> _ENTRIES SHOWN_
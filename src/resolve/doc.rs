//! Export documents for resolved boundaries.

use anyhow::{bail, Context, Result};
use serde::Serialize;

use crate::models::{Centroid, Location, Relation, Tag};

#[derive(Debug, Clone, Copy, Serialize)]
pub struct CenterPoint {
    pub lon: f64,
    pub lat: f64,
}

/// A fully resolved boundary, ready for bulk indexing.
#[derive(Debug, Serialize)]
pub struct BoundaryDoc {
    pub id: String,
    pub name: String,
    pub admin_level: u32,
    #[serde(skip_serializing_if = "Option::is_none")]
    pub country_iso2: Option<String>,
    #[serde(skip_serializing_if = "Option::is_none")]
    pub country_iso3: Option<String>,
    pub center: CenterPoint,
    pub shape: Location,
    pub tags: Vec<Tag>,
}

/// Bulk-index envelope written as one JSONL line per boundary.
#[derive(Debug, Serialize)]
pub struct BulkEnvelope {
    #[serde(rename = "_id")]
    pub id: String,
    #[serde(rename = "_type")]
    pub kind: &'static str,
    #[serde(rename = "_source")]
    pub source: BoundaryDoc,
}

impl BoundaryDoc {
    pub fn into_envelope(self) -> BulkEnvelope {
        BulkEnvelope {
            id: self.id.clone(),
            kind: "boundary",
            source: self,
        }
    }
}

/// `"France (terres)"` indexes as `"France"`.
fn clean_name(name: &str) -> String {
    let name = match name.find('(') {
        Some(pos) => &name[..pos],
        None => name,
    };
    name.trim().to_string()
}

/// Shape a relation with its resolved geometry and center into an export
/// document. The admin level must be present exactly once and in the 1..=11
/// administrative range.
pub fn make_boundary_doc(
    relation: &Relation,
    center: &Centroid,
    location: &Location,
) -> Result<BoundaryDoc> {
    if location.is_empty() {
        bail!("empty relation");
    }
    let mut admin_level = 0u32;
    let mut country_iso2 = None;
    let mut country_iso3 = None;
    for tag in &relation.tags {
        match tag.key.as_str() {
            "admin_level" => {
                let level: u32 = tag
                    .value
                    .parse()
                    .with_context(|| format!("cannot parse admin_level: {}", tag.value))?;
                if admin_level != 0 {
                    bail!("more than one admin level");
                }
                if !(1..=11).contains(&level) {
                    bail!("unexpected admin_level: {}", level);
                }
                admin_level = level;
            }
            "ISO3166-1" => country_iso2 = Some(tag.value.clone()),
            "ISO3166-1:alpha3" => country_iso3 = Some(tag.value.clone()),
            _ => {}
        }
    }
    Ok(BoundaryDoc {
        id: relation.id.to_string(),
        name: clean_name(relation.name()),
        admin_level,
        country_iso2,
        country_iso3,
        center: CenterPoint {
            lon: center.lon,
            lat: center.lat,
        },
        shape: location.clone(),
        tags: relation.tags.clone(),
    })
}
==
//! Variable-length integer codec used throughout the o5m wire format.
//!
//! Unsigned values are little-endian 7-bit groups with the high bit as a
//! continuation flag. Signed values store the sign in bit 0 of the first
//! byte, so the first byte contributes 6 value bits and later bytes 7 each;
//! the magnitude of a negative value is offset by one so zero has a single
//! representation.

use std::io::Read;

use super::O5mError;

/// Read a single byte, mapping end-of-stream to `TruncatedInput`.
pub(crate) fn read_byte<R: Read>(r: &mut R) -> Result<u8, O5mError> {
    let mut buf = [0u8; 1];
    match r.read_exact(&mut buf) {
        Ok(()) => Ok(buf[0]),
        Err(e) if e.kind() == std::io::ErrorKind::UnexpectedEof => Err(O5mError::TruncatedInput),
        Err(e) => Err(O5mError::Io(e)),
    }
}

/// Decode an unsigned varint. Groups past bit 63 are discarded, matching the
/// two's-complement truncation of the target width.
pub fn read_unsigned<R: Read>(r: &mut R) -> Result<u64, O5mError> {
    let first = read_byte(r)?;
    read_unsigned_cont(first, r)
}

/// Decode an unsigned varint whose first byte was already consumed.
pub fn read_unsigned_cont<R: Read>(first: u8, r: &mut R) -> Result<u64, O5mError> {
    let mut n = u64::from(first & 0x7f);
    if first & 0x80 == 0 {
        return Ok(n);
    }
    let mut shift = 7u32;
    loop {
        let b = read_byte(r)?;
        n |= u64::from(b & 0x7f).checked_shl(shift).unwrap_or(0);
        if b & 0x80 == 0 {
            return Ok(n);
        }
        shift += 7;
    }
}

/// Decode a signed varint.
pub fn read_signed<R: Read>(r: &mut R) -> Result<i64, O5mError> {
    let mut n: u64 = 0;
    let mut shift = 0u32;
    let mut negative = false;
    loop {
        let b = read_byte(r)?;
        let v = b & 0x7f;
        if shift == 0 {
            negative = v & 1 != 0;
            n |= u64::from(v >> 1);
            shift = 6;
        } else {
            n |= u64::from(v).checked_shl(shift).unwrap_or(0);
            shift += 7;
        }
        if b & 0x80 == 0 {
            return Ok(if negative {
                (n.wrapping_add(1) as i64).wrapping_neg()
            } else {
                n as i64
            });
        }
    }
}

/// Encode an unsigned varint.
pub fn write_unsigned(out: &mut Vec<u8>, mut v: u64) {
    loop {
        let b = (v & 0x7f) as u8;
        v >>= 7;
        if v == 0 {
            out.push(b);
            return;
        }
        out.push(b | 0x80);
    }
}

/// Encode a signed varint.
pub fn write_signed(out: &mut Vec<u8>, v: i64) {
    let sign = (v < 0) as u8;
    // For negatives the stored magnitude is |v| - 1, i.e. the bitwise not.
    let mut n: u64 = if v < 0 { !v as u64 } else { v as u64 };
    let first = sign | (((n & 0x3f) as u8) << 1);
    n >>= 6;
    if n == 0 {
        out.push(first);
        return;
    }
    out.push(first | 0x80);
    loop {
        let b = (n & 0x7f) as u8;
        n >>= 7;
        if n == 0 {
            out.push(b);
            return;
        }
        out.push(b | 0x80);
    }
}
...
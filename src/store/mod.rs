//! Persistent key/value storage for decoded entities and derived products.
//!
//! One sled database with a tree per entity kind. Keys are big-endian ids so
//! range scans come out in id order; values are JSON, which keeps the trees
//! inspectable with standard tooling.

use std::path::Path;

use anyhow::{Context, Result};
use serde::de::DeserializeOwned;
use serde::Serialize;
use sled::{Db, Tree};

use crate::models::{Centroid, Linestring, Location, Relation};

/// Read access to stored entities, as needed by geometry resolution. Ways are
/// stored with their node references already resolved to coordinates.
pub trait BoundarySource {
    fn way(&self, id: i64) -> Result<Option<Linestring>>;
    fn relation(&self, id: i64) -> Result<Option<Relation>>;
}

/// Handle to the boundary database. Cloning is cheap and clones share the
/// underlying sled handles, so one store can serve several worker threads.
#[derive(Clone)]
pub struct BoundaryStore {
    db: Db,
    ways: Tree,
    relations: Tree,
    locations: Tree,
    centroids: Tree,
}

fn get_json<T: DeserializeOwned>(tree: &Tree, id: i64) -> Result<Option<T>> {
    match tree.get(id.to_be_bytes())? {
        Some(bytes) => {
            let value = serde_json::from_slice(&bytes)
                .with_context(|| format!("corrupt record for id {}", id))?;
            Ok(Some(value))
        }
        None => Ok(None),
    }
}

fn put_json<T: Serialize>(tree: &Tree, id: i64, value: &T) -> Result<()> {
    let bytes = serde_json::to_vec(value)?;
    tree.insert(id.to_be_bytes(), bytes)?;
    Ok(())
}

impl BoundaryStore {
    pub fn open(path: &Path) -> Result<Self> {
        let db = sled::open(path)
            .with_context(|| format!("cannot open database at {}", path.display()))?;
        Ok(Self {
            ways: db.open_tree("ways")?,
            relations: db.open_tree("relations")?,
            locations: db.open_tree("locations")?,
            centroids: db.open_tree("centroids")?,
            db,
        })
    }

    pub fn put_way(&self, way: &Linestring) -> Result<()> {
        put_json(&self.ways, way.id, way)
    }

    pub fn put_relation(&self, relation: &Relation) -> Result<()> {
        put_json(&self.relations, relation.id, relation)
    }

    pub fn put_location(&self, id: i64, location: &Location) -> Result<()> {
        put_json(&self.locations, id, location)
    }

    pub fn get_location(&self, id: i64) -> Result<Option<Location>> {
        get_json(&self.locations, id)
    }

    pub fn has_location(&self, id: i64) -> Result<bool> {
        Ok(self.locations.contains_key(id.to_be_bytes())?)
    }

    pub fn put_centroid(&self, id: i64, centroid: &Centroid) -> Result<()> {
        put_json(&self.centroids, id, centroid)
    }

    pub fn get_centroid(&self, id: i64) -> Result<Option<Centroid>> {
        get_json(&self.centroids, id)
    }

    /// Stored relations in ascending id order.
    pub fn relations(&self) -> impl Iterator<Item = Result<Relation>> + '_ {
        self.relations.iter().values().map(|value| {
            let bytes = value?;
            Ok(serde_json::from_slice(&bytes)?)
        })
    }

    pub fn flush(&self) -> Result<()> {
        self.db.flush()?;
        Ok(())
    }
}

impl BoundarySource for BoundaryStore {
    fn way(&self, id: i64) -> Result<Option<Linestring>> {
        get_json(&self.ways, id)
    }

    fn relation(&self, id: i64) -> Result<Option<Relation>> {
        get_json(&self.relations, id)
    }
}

> _EXERCISE_
Return every line holding the word "order" from the records.

> _ANSWER TO THIS TASK_
//! range scans come out in id order; values are JSON, which keeps the trees
    /// Stored relations in ascending id order.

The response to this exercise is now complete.